◆ **Exercise**:
Wherever the string "writes" appears in the records, return the line that holds it.

(Records for this exercise Opens)

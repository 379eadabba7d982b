//! Document store for projects and contact messages
//!
//! Two collections live in one SQLite file:
//!
//! ```text
//! projects  ── read by the showcase (GET /api/projects)
//! messages  ── written by the contact form (POST /api/contact)
//! ```
//!
//! Reads and writes share an r2d2 pool; the database runs in WAL mode so the
//! admin CLI can read while the server writes.

use crate::contact::{MessageStore, NewMessage};
use crate::projects::{Project, ProjectSource};
use anyhow::{Context, Result};
use chrono::{DateTime, SecondsFormat, Utc};
use r2d2::{Pool, PooledConnection};
use r2d2_sqlite::SqliteConnectionManager;
use rusqlite::types::Type;
use rusqlite::{params, OptionalExtension, Row};
use serde::Serialize;
use std::path::Path;

/// Status written on every new message
const UNREAD: &str = "unread";

/// Placeholder when the client address is unknown
const UNKNOWN: &str = "N/A";

/// A contact message as persisted
#[derive(Debug, Clone, PartialEq, Serialize)]
#[serde(rename_all = "camelCase")]
pub struct StoredMessage {
    pub id: String,
    pub name: String,
    pub email: String,
    pub message: String,
    pub timestamp: DateTime<Utc>,
    pub status: String,
    pub read: bool,
    pub ip_address: String,
    pub user_agent: String,
}

/// SQLite-backed document store
#[derive(Clone)]
pub struct Store {
    pool: Pool<SqliteConnectionManager>,
}

impl Store {
    /// Open (or create) the store at `db_path`
    pub fn open(db_path: impl AsRef<Path>) -> Result<Self> {
        let db_path = db_path.as_ref();
        if let Some(parent) = db_path.parent() {
            if !parent.as_os_str().is_empty() {
                std::fs::create_dir_all(parent).with_context(|| {
                    format!("Failed to create store directory {}", parent.display())
                })?;
            }
        }

        let manager = SqliteConnectionManager::file(db_path)
            .with_init(|conn| conn.execute_batch("PRAGMA busy_timeout = 5000;"));
        let pool = Pool::builder()
            .max_size(4)
            .build(manager)
            .context("Failed to build store connection pool")?;

        let store = Self { pool };
        store.init_schema()?;
        Ok(store)
    }

    fn conn(&self) -> Result<PooledConnection<SqliteConnectionManager>> {
        Ok(self.pool.get()?)
    }

    fn init_schema(&self) -> Result<()> {
        let conn = self.conn()?;
        conn.execute_batch(
            r#"
            PRAGMA journal_mode=WAL;

            CREATE TABLE IF NOT EXISTS projects (
                id          TEXT PRIMARY KEY,
                title       TEXT NOT NULL,
                description TEXT NOT NULL,
                tech        TEXT NOT NULL DEFAULT '[]',
                github      TEXT NOT NULL DEFAULT '#',
                live        TEXT NOT NULL DEFAULT '#',
                gradient    TEXT NOT NULL,
                created_at  TEXT NOT NULL
            );

            CREATE TABLE IF NOT EXISTS messages (
                id          TEXT PRIMARY KEY,
                name        TEXT NOT NULL,
                email       TEXT NOT NULL,
                message     TEXT NOT NULL,
                timestamp   TEXT NOT NULL,
                status      TEXT NOT NULL,
                read        INTEGER NOT NULL DEFAULT 0,
                ip_address  TEXT NOT NULL,
                user_agent  TEXT NOT NULL
            );

            CREATE INDEX IF NOT EXISTS idx_messages_timestamp ON messages(timestamp);
            "#,
        )?;
        Ok(())
    }

    // ─────────────────────────────────────────────────────────────────────────
    // Projects
    // ─────────────────────────────────────────────────────────────────────────

    /// All projects, oldest first
    pub fn projects(&self) -> Result<Vec<Project>> {
        let conn = self.conn()?;
        let mut stmt = conn.prepare(
            "SELECT id, title, description, tech, github, live, gradient, created_at
             FROM projects ORDER BY created_at ASC, id ASC",
        )?;
        let rows = stmt.query_map([], |row| {
            Ok((
                row.get::<_, String>(0)?,
                row.get::<_, String>(1)?,
                row.get::<_, String>(2)?,
                row.get::<_, String>(3)?,
                row.get::<_, String>(4)?,
                row.get::<_, String>(5)?,
                row.get::<_, String>(6)?,
                row.get::<_, String>(7)?,
            ))
        })?;

        let mut projects = Vec::new();
        for row in rows {
            let (id, title, description, tech, github, live, gradient, created_at) = row?;
            let tech: Vec<String> = serde_json::from_str(&tech)
                .with_context(|| format!("Malformed tech list for project {}", id))?;
            projects.push(Project {
                created_at: parse_timestamp(&created_at)
                    .with_context(|| format!("Malformed created_at for project {}", id))?,
                id,
                title,
                description,
                tech,
                github,
                live,
                gradient,
            });
        }
        Ok(projects)
    }

    /// Insert or replace a project by id, assigning one when empty.
    /// Returns the id written.
    pub fn insert_project(&self, project: &Project) -> Result<String> {
        let id = if project.id.trim().is_empty() {
            uuid::Uuid::new_v4().simple().to_string()
        } else {
            project.id.clone()
        };
        let conn = self.conn()?;
        conn.execute(
            "INSERT OR REPLACE INTO projects
             (id, title, description, tech, github, live, gradient, created_at)
             VALUES (?1, ?2, ?3, ?4, ?5, ?6, ?7, ?8)",
            params![
                id,
                project.title,
                project.description,
                serde_json::to_string(&project.tech)?,
                project.github,
                project.live,
                project.gradient,
                sortable(&project.created_at),
            ],
        )?;
        Ok(id)
    }

    // ─────────────────────────────────────────────────────────────────────────
    // Messages
    // ─────────────────────────────────────────────────────────────────────────

    /// Persist a new message, returning its generated id
    pub fn insert_message(&self, message: &NewMessage) -> Result<String> {
        let id = uuid::Uuid::new_v4().simple().to_string();
        let conn = self.conn()?;
        conn.execute(
            "INSERT INTO messages
             (id, name, email, message, timestamp, status, read, ip_address, user_agent)
             VALUES (?1, ?2, ?3, ?4, ?5, ?6, 0, ?7, ?8)",
            params![
                id,
                message.submission.name,
                message.submission.email,
                message.submission.message,
                sortable(&message.received_at),
                UNREAD,
                message.ip_address.as_deref().unwrap_or(UNKNOWN),
                message.user_agent.as_deref().unwrap_or(UNKNOWN),
            ],
        )?;
        Ok(id)
    }

    /// Most recent messages first
    pub fn messages(&self, limit: usize) -> Result<Vec<StoredMessage>> {
        let conn = self.conn()?;
        let mut stmt = conn.prepare(
            "SELECT id, name, email, message, timestamp, status, read, ip_address, user_agent
             FROM messages ORDER BY timestamp DESC, rowid DESC LIMIT ?1",
        )?;
        let rows = stmt.query_map(params![limit as i64], message_from_row)?;

        let mut messages = Vec::new();
        for row in rows {
            messages.push(row?);
        }
        Ok(messages)
    }

    /// Fetch one message by id
    pub fn message(&self, id: &str) -> Result<Option<StoredMessage>> {
        let conn = self.conn()?;
        let message = conn
            .query_row(
                "SELECT id, name, email, message, timestamp, status, read, ip_address, user_agent
                 FROM messages WHERE id = ?1",
                params![id],
                message_from_row,
            )
            .optional()?;
        Ok(message)
    }

    /// Mark a message as read; returns false if no such message
    pub fn mark_read(&self, id: &str) -> Result<bool> {
        let conn = self.conn()?;
        let updated = conn.execute(
            "UPDATE messages SET read = 1, status = 'read' WHERE id = ?1",
            params![id],
        )?;
        Ok(updated > 0)
    }
}

impl ProjectSource for Store {
    fn list_projects(&self) -> Result<Vec<Project>> {
        self.projects()
    }
}

impl MessageStore for Store {
    fn add_message(&self, message: &NewMessage) -> Result<String> {
        self.insert_message(message)
    }
}

fn message_from_row(row: &Row<'_>) -> rusqlite::Result<StoredMessage> {
    let timestamp: String = row.get(4)?;
    let timestamp = DateTime::parse_from_rfc3339(&timestamp)
        .map_err(|e| rusqlite::Error::FromSqlConversionFailure(4, Type::Text, Box::new(e)))?
        .with_timezone(&Utc);
    let read: i64 = row.get(6)?;

    Ok(StoredMessage {
        id: row.get(0)?,
        name: row.get(1)?,
        email: row.get(2)?,
        message: row.get(3)?,
        timestamp,
        status: row.get(5)?,
        read: read != 0,
        ip_address: row.get(7)?,
        user_agent: row.get(8)?,
    })
}

/// Fixed-width RFC 3339 so TEXT ordering matches time ordering
fn sortable(at: &DateTime<Utc>) -> String {
    at.to_rfc3339_opts(SecondsFormat::Micros, true)
}

fn parse_timestamp(s: &str) -> Result<DateTime<Utc>> {
    Ok(DateTime::parse_from_rfc3339(s)?.with_timezone(&Utc))
}

#[cfg(test)]
mod tests {
    use super::*;
    use crate::projects::fallback_projects;
    use crate::validation::Submission;
    use chrono::TimeZone;

    fn open_temp() -> (tempfile::TempDir, Store) {
        let dir = tempfile::tempdir().unwrap();
        let store = Store::open(dir.path().join("data").join("folio.db")).unwrap();
        (dir, store)
    }

    fn new_message(name: &str, at: DateTime<Utc>) -> NewMessage {
        NewMessage {
            submission: Submission::new(name, "ada@gmail.com", "Hello"),
            received_at: at,
            ip_address: None,
            user_agent: Some("test-agent/1.0".to_string()),
        }
    }

    #[test]
    fn test_open_creates_parent_directory() {
        let (dir, _store) = open_temp();
        assert!(dir.path().join("data").join("folio.db").exists());
    }

    #[test]
    fn test_empty_store_has_no_projects() {
        let (_dir, store) = open_temp();
        assert!(store.list_projects().unwrap().is_empty());
    }

    #[test]
    fn test_projects_roundtrip_in_creation_order() {
        let (_dir, store) = open_temp();
        let mut projects = fallback_projects();
        projects[0].created_at = Utc.with_ymd_and_hms(2025, 3, 1, 0, 0, 0).unwrap();
        projects[1].created_at = Utc.with_ymd_and_hms(2024, 1, 1, 0, 0, 0).unwrap();
        projects[2].created_at = Utc.with_ymd_and_hms(2024, 6, 1, 0, 0, 0).unwrap();
        for project in &projects {
            store.insert_project(project).unwrap();
        }

        let loaded = store.list_projects().unwrap();
        let titles: Vec<_> = loaded.iter().map(|p| p.title.as_str()).collect();
        assert_eq!(
            titles,
            vec!["Task Management App", "Weather Dashboard", "My Portfolio Website"]
        );
        assert_eq!(loaded[0].tech, projects[1].tech);
        assert_eq!(loaded[0].created_at, projects[1].created_at);
    }

    #[test]
    fn test_insert_project_replaces_same_id() {
        let (_dir, store) = open_temp();
        let mut project = fallback_projects().remove(0);
        store.insert_project(&project).unwrap();
        project.title = "Renamed".to_string();
        store.insert_project(&project).unwrap();

        let loaded = store.list_projects().unwrap();
        assert_eq!(loaded.len(), 1);
        assert_eq!(loaded[0].title, "Renamed");
    }

    #[test]
    fn test_insert_project_assigns_missing_id() {
        let (_dir, store) = open_temp();
        let mut project = fallback_projects().remove(0);
        project.id = String::new();

        let id = store.insert_project(&project).unwrap();
        assert_eq!(id.len(), 32);
        assert_eq!(store.list_projects().unwrap()[0].id, id);
    }

    #[test]
    fn test_message_write_generates_unique_ids() {
        let (_dir, store) = open_temp();
        let now = Utc::now();
        let a = store.add_message(&new_message("Ada", now)).unwrap();
        let b = store.add_message(&new_message("Ada", now)).unwrap();
        assert_ne!(a, b);
        assert_eq!(a.len(), 32);
    }

    #[test]
    fn test_message_defaults() {
        let (_dir, store) = open_temp();
        let id = store.add_message(&new_message("Ada", Utc::now())).unwrap();

        let stored = store.message(&id).unwrap().expect("message stored");
        assert_eq!(stored.name, "Ada");
        assert_eq!(stored.status, "unread");
        assert!(!stored.read);
        assert_eq!(stored.ip_address, "N/A");
        assert_eq!(stored.user_agent, "test-agent/1.0");
    }

    #[test]
    fn test_messages_newest_first_with_limit() {
        let (_dir, store) = open_temp();
        let base = Utc.with_ymd_and_hms(2025, 1, 1, 12, 0, 0).unwrap();
        for (i, name) in ["first", "second", "third"].iter().enumerate() {
            let at = base + chrono::Duration::minutes(i as i64);
            store.add_message(&new_message(name, at)).unwrap();
        }

        let latest = store.messages(2).unwrap();
        let names: Vec<_> = latest.iter().map(|m| m.name.as_str()).collect();
        assert_eq!(names, vec!["third", "second"]);
    }

    #[test]
    fn test_mark_read() {
        let (_dir, store) = open_temp();
        let id = store.add_message(&new_message("Ada", Utc::now())).unwrap();

        assert!(store.mark_read(&id).unwrap());
        assert!(!store.mark_read("missing").unwrap());

        let stored = store.message(&id).unwrap().unwrap();
        assert!(stored.read);
        assert_eq!(stored.status, "read");
    }

    #[test]
    fn test_missing_message_is_none() {
        let (_dir, store) = open_temp();
        assert!(store.message("nope").unwrap().is_none());
    }
}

(Records for this exercise Closes)

◆ **Solved exercise**:
//! Reads and writes share an r2d2 pool; the database runs in WAL mode so the
//! admin CLI can read while the server writes.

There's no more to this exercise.